By the end of 2014 the chart looked like this:
Unchanged.
Interestingly the view from the BoC was that there was no perceivable difference in the risks to the Canadian market. Despite a Russian invasion of the Ukraine, the sudden collapse in the price of oil and the continued growth of Canadian debt, the primary threats to Canada’s economy remained unmoved.
So what changed by the time we got to mid 2015?
The June 2105 FSR helpfully let Canadians know that, presumably, threats to Canada’s economy had actually decreased, at least with regards to problems from the euro area. This is curious because at that particular moment Greece was engaged in a game of brinkmanship with Germany, the IMF and the European Bank. Though Greece would go on to technically default and then get another bailout only further kicking the can down the road, the view from the BoC was that things were better.
Interestingly the price of oil had also continued to decline in that period, and the BoC had been forced to make a surprise rate cut at the beginning of the year. Debt levels were still piling up, and there was a worrying uptick in the use of non-regulated private lenders to help get mortgages.
None of that, according to the analysts at the Bank of Canada, apparently mattered. At least not enough to move the needle.
The December 2015 FSR is now out, and if we are to take a retrospective on the year we might point to a few significant events. To begin, the economy was doing so poorly in the summer that the BoC did a second rate cut, which was followed by further news that the country had technically entered a recession (but nobody cared). Europe’s migrant crisis reached a tipping point, costing money and the risking the stability of the EU. Germany’s largest auto maker is under investigation for a serious breach in ethics and falsifying test results. China’s stock market began falling in July, and the Chinese government was forced to cut interest rates 5 times in the past year. The United States did their first rate hike, a paltry 25 bps, but even that has helped spur a big jump in the value of the US dollar. Meanwhile the Canadian dollar fell by nearly 20% by the end of 2015.
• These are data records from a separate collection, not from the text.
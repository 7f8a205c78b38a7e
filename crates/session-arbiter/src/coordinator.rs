//! Single-task event loop around the arbiter
//!
//! Every notification (signaling, per-session, track arrival, capture
//! completion) and every caller command is posted as one
//! [`CoordinatorEvent`] into an unbounded channel drained by one tokio task.
//! That task owns the [`RegistrationLifecycle`] and the [`SessionArbiter`], so
//! neither needs a lock.
//!
//! ```rust,no_run
//! # use std::sync::Arc;
//! # use rvoip_session_arbiter::prelude::*;
//! # async fn demo(signaling: Arc<dyn SignalingClient>, config: ArbiterConfig) -> ArbiterResult<()> {
//! let (coordinator, handle, status) =
//!     Coordinator::with_broadcast(config, signaling, None, Arc::new(NullRenderer))?;
//! let mut events = status.subscribe();
//! coordinator.spawn();
//!
//! handle.place_call("sip:bob@example.com").await?;
//! while let Ok(event) = events.recv().await {
//!     println!("{}", event);
//! }
//! # Ok(())
//! # }
//! ```

use std::sync::Arc;

use serde::Serialize;
use tokio::sync::{mpsc, oneshot};
use tokio::task::JoinHandle;
use tracing::{debug, info, warn};

use crate::arbiter::{ArbiterSnapshot, HangUpOutcome, SessionArbiter};
use crate::config::ArbiterConfig;
use crate::error::{ArbiterError, ArbiterResult, CaptureError, SignalingError};
use crate::events::{BroadcastStatusSink, StatusSink};
use crate::media::{MediaBinder, MediaRenderer, MediaSource};
use crate::registration::{RegistrationInfo, RegistrationLifecycle, RegistrationState};
use crate::session::{PeerConnectionId, SessionEvent, SessionId, SessionRole};
use crate::signaling::{CaptureSource, SignalingClient, SignalingEvent};

/// Message processed by the coordinator task
#[derive(Debug)]
pub(crate) enum CoordinatorEvent {
    Signaling(SignalingEvent),
    Session {
        session_id: SessionId,
        event: SessionEvent,
    },
    Track {
        peer: PeerConnectionId,
        source: MediaSource,
    },
    LocalMedia(Result<MediaSource, CaptureError>),
    Command(Command),
}

#[derive(Debug)]
pub(crate) enum Command {
    Register {
        reply: oneshot::Sender<ArbiterResult<()>>,
    },
    PlaceCall {
        target: String,
        reply: oneshot::Sender<ArbiterResult<()>>,
    },
    HangUp {
        reply: oneshot::Sender<HangUpOutcome>,
    },
    Snapshot {
        reply: oneshot::Sender<CoordinatorSnapshot>,
    },
    Shutdown {
        reply: oneshot::Sender<()>,
    },
}

/// Registration and arbitration state at one point of the event stream
#[derive(Debug, Clone, Serialize)]
pub struct CoordinatorSnapshot {
    pub registration: RegistrationInfo,
    pub arbiter: ArbiterSnapshot,
}

/// Owner of the registration lifecycle and the session arbiter
pub struct Coordinator {
    config: ArbiterConfig,
    signaling: Arc<dyn SignalingClient>,
    capture: Option<Arc<dyn CaptureSource>>,
    status: Arc<dyn StatusSink>,
    registration: RegistrationLifecycle,
    arbiter: SessionArbiter,
    tx: mpsc::WeakUnboundedSender<CoordinatorEvent>,
    rx: mpsc::UnboundedReceiver<CoordinatorEvent>,
    /// A call was placed and its outgoing session has not been announced yet
    call_pending: Option<String>,
    stopped: bool,
}

impl Coordinator {
    /// Build a coordinator and the handle used to feed it.
    ///
    /// Nothing happens until [`run`](Self::run) or [`spawn`](Self::spawn).
    pub fn new(
        config: ArbiterConfig,
        signaling: Arc<dyn SignalingClient>,
        capture: Option<Arc<dyn CaptureSource>>,
        renderer: Arc<dyn MediaRenderer>,
        status: Arc<dyn StatusSink>,
    ) -> ArbiterResult<(Self, CoordinatorHandle)> {
        config.validate()?;

        let (tx, rx) = mpsc::unbounded_channel();
        let arbiter = SessionArbiter::new(config.call_media, MediaBinder::new(renderer), status.clone());

        let coordinator = Self {
            config,
            signaling,
            capture,
            status,
            registration: RegistrationLifecycle::new(),
            arbiter,
            tx: tx.downgrade(),
            rx,
            call_pending: None,
            stopped: false,
        };
        Ok((coordinator, CoordinatorHandle { tx }))
    }

    /// Like [`new`](Self::new), publishing status events on a broadcast
    /// channel sized by `status_channel_capacity`
    pub fn with_broadcast(
        config: ArbiterConfig,
        signaling: Arc<dyn SignalingClient>,
        capture: Option<Arc<dyn CaptureSource>>,
        renderer: Arc<dyn MediaRenderer>,
    ) -> ArbiterResult<(Self, CoordinatorHandle, BroadcastStatusSink)> {
        let status = BroadcastStatusSink::new(config.status_channel_capacity);
        let (coordinator, handle) = Self::new(config, signaling, capture, renderer, Arc::new(status.clone()))?;
        Ok((coordinator, handle, status))
    }

    pub fn spawn(self) -> JoinHandle<()> {
        tokio::spawn(self.run())
    }

    /// Process events until shutdown or until every handle is dropped
    pub async fn run(mut self) {
        info!(
            uri = %self.config.credentials.uri,
            endpoint = %self.config.endpoint.uri,
            "Session coordinator started"
        );
        self.start();

        while let Some(event) = self.rx.recv().await {
            if !self.handle_event(event) {
                break;
            }
        }

        self.teardown();
        info!("Session coordinator stopped");
    }

    fn start(&mut self) {
        if self.config.acquire_local_media {
            self.acquire_local_media();
        }
        if self.config.register {
            if let Err(e) = self.register() {
                warn!(error = %e, "Initial registration failed");
            }
        }
    }

    fn acquire_local_media(&self) {
        let Some(capture) = self.capture.clone() else {
            debug!("No capture source; calls proceed without local media");
            return;
        };
        let Some(tx) = self.tx.upgrade() else {
            return;
        };

        let constraints = self.config.capture.clone();
        tokio::spawn(async move {
            let result = capture.acquire(&constraints).await;
            let _ = tx.send(CoordinatorEvent::LocalMedia(result));
        });
    }

    /// Returns false once the loop should stop
    fn handle_event(&mut self, event: CoordinatorEvent) -> bool {
        match event {
            CoordinatorEvent::Signaling(event) => self.on_signaling(event),
            CoordinatorEvent::Session { session_id, event } => {
                let name = event.name();
                let outcome = self.arbiter.on_session_event(&session_id, event);
                debug!(session_id = %session_id, event = name, ?outcome, "Session notification handled");
            }
            CoordinatorEvent::Track { peer, source } => {
                let outcome = self.arbiter.on_track_arrived(&peer, source);
                debug!(%peer, ?outcome, "Track handled");
            }
            CoordinatorEvent::LocalMedia(result) => {
                self.arbiter.on_local_media(result);
            }
            CoordinatorEvent::Command(command) => return self.on_command(command),
        }
        true
    }

    fn on_signaling(&mut self, event: SignalingEvent) {
        match event {
            SignalingEvent::Registered { status_code, reason } => {
                self.status.publish(self.registration.on_registered(status_code, reason));
            }
            SignalingEvent::RegistrationFailed { cause } => {
                self.status.publish(self.registration.on_registration_failed(cause));
            }
            SignalingEvent::RegistrationExpiring => {
                self.status.publish(self.registration.on_registration_expiring());
            }
            SignalingEvent::NewSession { role, session } => {
                if role == SessionRole::Outgoing {
                    self.call_pending = None;
                }
                let session_id = session.id().clone();
                let outcome = self.arbiter.on_new_session(role, session);
                debug!(session_id = %session_id, %role, ?outcome, "New session handled");
            }
            SignalingEvent::NewMessage { originator, request } => {
                debug!(?originator, request = %request, "New message");
            }
        }
    }

    fn on_command(&mut self, command: Command) -> bool {
        match command {
            Command::Register { reply } => {
                let _ = reply.send(self.register());
            }
            Command::PlaceCall { target, reply } => {
                let _ = reply.send(self.place_call(&target));
            }
            Command::HangUp { reply } => {
                let _ = reply.send(self.arbiter.hang_up());
            }
            Command::Snapshot { reply } => {
                let _ = reply.send(self.snapshot());
            }
            Command::Shutdown { reply } => {
                self.teardown();
                let _ = reply.send(());
                return false;
            }
        }
        true
    }

    fn register(&mut self) -> ArbiterResult<()> {
        self.config.validate()?;

        self.status.publish(self.registration.on_register_requested());
        debug!(
            uri = %self.config.credentials.uri,
            outbound_proxy = %self.config.outbound_proxy(),
            session_timers = self.config.endpoint.session_timers,
            "Sending registration"
        );

        if let Err(e) = self
            .signaling
            .register(&self.config.credentials, &self.config.endpoint)
        {
            let cause = e.to_string();
            self.status.publish(self.registration.on_registration_failed(cause.clone()));
            return Err(ArbiterError::registration_failed(cause));
        }
        Ok(())
    }

    fn place_call(&mut self, target: &str) -> ArbiterResult<()> {
        let target = target.trim();
        if target.is_empty() {
            return Err(SignalingError::InvalidTarget {
                target: target.to_string(),
            }
            .into());
        }
        if let Some(pending) = self.arbiter.slots().candidate(SessionRole::Outgoing) {
            warn!(target, pending = %pending, "Refusing to place a call while another is pending");
            return Err(ArbiterError::call_setup_failed(format!(
                "outgoing session {} is still pending",
                pending
            )));
        }
        if let Some(pending) = &self.call_pending {
            warn!(target, pending = %pending, "Refusing to place a call before the previous one was announced");
            return Err(ArbiterError::call_setup_failed(format!(
                "call to {} has not produced a session yet",
                pending
            )));
        }

        let options = self.arbiter.call_options();
        self.signaling.call(target, &options)?;
        self.call_pending = Some(target.to_string());
        info!(target, with_local_source = options.local_source.is_some(), "Placing outgoing call");
        Ok(())
    }

    fn snapshot(&self) -> CoordinatorSnapshot {
        CoordinatorSnapshot {
            registration: self.registration.info().clone(),
            arbiter: self.arbiter.snapshot(),
        }
    }

    fn teardown(&mut self) {
        if self.stopped {
            return;
        }
        self.stopped = true;

        let outcome = self.arbiter.shutdown();
        debug!(?outcome, "Released current session");

        self.signaling.stop();
        if self.registration.state() != RegistrationState::Unregistered {
            self.status.publish(self.registration.on_unregistered());
        }
    }
}

/// Cloneable entry point into a running [`Coordinator`]
///
/// Notification methods only enqueue and return immediately. Command methods
/// wait for the coordinator's reply. Everything fails with
/// [`ArbiterError::CoordinatorClosed`] once the loop has stopped.
#[derive(Debug, Clone)]
pub struct CoordinatorHandle {
    tx: mpsc::UnboundedSender<CoordinatorEvent>,
}

impl CoordinatorHandle {
    pub fn signaling(&self, event: SignalingEvent) -> ArbiterResult<()> {
        self.post(CoordinatorEvent::Signaling(event))
    }

    pub fn session_event(&self, session_id: SessionId, event: SessionEvent) -> ArbiterResult<()> {
        self.post(CoordinatorEvent::Session { session_id, event })
    }

    pub fn track_arrived(&self, peer: PeerConnectionId, source: MediaSource) -> ArbiterResult<()> {
        self.post(CoordinatorEvent::Track { peer, source })
    }

    pub async fn register(&self) -> ArbiterResult<()> {
        self.request(|reply| Command::Register { reply }).await?
    }

    pub async fn place_call(&self, target: impl Into<String>) -> ArbiterResult<()> {
        let target = target.into();
        self.request(|reply| Command::PlaceCall { target, reply }).await?
    }

    pub async fn hang_up(&self) -> ArbiterResult<HangUpOutcome> {
        self.request(|reply| Command::HangUp { reply }).await
    }

    pub async fn snapshot(&self) -> ArbiterResult<CoordinatorSnapshot> {
        self.request(|reply| Command::Snapshot { reply }).await
    }

    /// Hang up, stop the signaling client and end the loop
    pub async fn shutdown(&self) -> ArbiterResult<()> {
        self.request(|reply| Command::Shutdown { reply }).await
    }

    pub fn is_closed(&self) -> bool {
        self.tx.is_closed()
    }

    fn post(&self, event: CoordinatorEvent) -> ArbiterResult<()> {
        self.tx.send(event).map_err(|_| ArbiterError::CoordinatorClosed)
    }

    async fn request<T>(&self, command: impl FnOnce(oneshot::Sender<T>) -> Command) -> ArbiterResult<T> {
        let (reply, rx) = oneshot::channel();
        self.post(CoordinatorEvent::Command(command(reply)))?;
        rx.await.map_err(|_| ArbiterError::CoordinatorClosed)
    }
}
And the Bank of Canada says:
Things are better? Or not as severe?
In two years of producing these charts, despite continued worsening of the financial pictures for Canada, China, the EU and even the United States, the BoC’s view is still pretty rosy. What would it take to change any of this?
Whether they are right or not isn’t at issue. It’s the future and it is unknowable. What is at issue is how we perceive risk and how ideas about risk are communicated by the people and institutions who we trust to provide that guidance. This information is meaningless if we can’t understand its parameters and confusing if a worsening situation seems to change nothing about underlying risk.
As you read this I expect the Chinese and global markets to be performing better this morning on reassuring news about Chinese GDP. But I would ask you, has the risk dissipated or is it still there, just buried under positive news and investor relief? It’s a good question and exactly the kind that could use an honest answer from an economist.
There is an old saying – “economists were put on the earth to make astrologers look good”.